§ **WHAT THE EXERCISE ASKS**
Include in the output exactly the lines from the opening of the data through the line containing "of the service.", and nothing more.

§ **SOURCE MATERIAL**
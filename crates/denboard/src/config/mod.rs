use std::env;
use std::fmt;
use std::net::{IpAddr, SocketAddr};
use std::path::PathBuf;

use crate::workflows::booking::domain::Pet;
use crate::workflows::booking::eligibility::{RuleTableError, RuleTables};

/// Distinguishes runtime behavior for different stages of the service.
#[derive(Debug, Clone, Copy, PartialEq, Eq)]
pub enum AppEnvironment {
    Development,
    Test,
    Production,
}

impl AppEnvironment {
    fn from_str(value: &str) -> Self {
        match value.trim().to_ascii_lowercase().as_str() {
            "prod" | "production" => Self::Production,
            "test" | "ci" => Self::Test,
            _ => Self::Development,
        }
    }
}

/// Top-level configuration for the booking service.
#[derive(Debug, Clone)]
pub struct AppConfig {
    pub environment: AppEnvironment,
    pub server: ServerConfig,
    pub telemetry: TelemetryConfig,
    pub rules: RulesConfig,
    pub pets: PetsConfig,
}

impl AppConfig {
    pub fn load() -> Result<Self, ConfigError> {
        dotenvy::dotenv().ok();

        let environment = AppEnvironment::from_str(
            &env::var("APP_ENV").unwrap_or_else(|_| "development".to_string()),
        );

        let host = env::var("APP_HOST").unwrap_or_else(|_| "127.0.0.1".to_string());
        let port = env::var("APP_PORT")
            .unwrap_or_else(|_| "3000".to_string())
            .parse::<u16>()
            .map_err(|_| ConfigError::InvalidPort)?;

        let log_level = env::var("APP_LOG_LEVEL").unwrap_or_else(|_| "info".to_string());

        let rules_path = optional_path("BOARDING_RULES_PATH");
        let pets_path = optional_path("BOARDING_PETS_PATH");

        Ok(Self {
            environment,
            server: ServerConfig { host, port },
            telemetry: TelemetryConfig {
                log_level,
                show_targets: environment == AppEnvironment::Development,
            },
            rules: RulesConfig { path: rules_path },
            pets: PetsConfig { path: pets_path },
        })
    }
}

fn optional_path(key: &str) -> Option<PathBuf> {
    env::var(key)
        .ok()
        .map(|raw| raw.trim().to_string())
        .filter(|raw| !raw.is_empty())
        .map(PathBuf::from)
}

/// Settings controlling the HTTP server binding.
#[derive(Debug, Clone)]
pub struct ServerConfig {
    pub host: String,
    pub port: u16,
}

impl ServerConfig {
    pub fn socket_addr(&self) -> Result<SocketAddr, ConfigError> {
        if self.host.eq_ignore_ascii_case("localhost") {
            return Ok(SocketAddr::new(IpAddr::from([127, 0, 0, 1]), self.port));
        }

        let ip: IpAddr = self
            .host
            .parse()
            .map_err(|source| ConfigError::InvalidHost { source })?;

        Ok(SocketAddr::new(ip, self.port))
    }
}

/// Tracing controls.
#[derive(Debug, Clone)]
pub struct TelemetryConfig {
    pub log_level: String,
    pub show_targets: bool,
}

/// Where the breed and weight rule tables come from.
#[derive(Debug, Clone, Default)]
pub struct RulesConfig {
    pub path: Option<PathBuf>,
}

impl RulesConfig {
    /// Load the tables once; without a path the published house policy applies.
    pub fn load_tables(&self) -> Result<RuleTables, ConfigError> {
        match &self.path {
            Some(path) => RuleTables::from_path(path).map_err(ConfigError::Rules),
            None => Ok(RuleTables::default()),
        }
    }
}

/// Registered pets the standalone service starts with.
#[derive(Debug, Clone, Default)]
pub struct PetsConfig {
    pub path: Option<PathBuf>,
}

impl PetsConfig {
    /// Read the JSON array of pets on file; no path means an empty roster.
    pub fn load_roster(&self) -> Result<Vec<Pet>, ConfigError> {
        let Some(path) = &self.path else {
            return Ok(Vec::new());
        };
        let raw = std::fs::read_to_string(path).map_err(|source| ConfigError::PetsRead {
            path: path.clone(),
            source,
        })?;
        serde_json::from_str(&raw).map_err(|source| ConfigError::PetsParse {
            path: path.clone(),
            source,
        })
    }
}

#[derive(Debug)]
pub enum ConfigError {
    InvalidPort,
    InvalidHost { source: std::net::AddrParseError },
    Rules(RuleTableError),
    PetsRead { path: PathBuf, source: std::io::Error },
    PetsParse { path: PathBuf, source: serde_json::Error },
}

impl fmt::Display for ConfigError {
    fn fmt(&self, f: &mut fmt::Formatter<'_>) -> fmt::Result {
        match self {
            ConfigError::InvalidPort => write!(f, "APP_PORT must be a valid u16"),
            ConfigError::InvalidHost { .. } => {
                write!(f, "APP_HOST must parse to an IPv4 or IPv6 address")
            }
            ConfigError::Rules(err) => write!(f, "BOARDING_RULES_PATH rejected: {err}"),
            ConfigError::PetsRead { path, source } => {
                write!(f, "BOARDING_PETS_PATH {path:?} could not be read: {source}")
            }
            ConfigError::PetsParse { path, source } => {
                write!(f, "BOARDING_PETS_PATH {path:?} is not a JSON list of pets: {source}")
            }
        }
    }
}

impl std::error::Error for ConfigError {
    fn source(&self) -> Option<&(dyn std::error::Error + 'static)> {
        match self {
            ConfigError::InvalidPort => None,
            ConfigError::InvalidHost { source } => Some(source),
            ConfigError::Rules(err) => Some(err),
            ConfigError::PetsRead { source, .. } => Some(source),
            ConfigError::PetsParse { source, .. } => Some(source),
        }
    }
}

§ **EXERCISE ANSWER**
filename crates/denboard/src/config/mod.rs
use std::env;
use std::fmt;
use std::net::{IpAddr, SocketAddr};
use std::path::PathBuf;

use crate::workflows::booking::domain::Pet;
use crate::workflows::booking::eligibility::{RuleTableError, RuleTables};

/// Distinguishes runtime behavior for different stages of the service.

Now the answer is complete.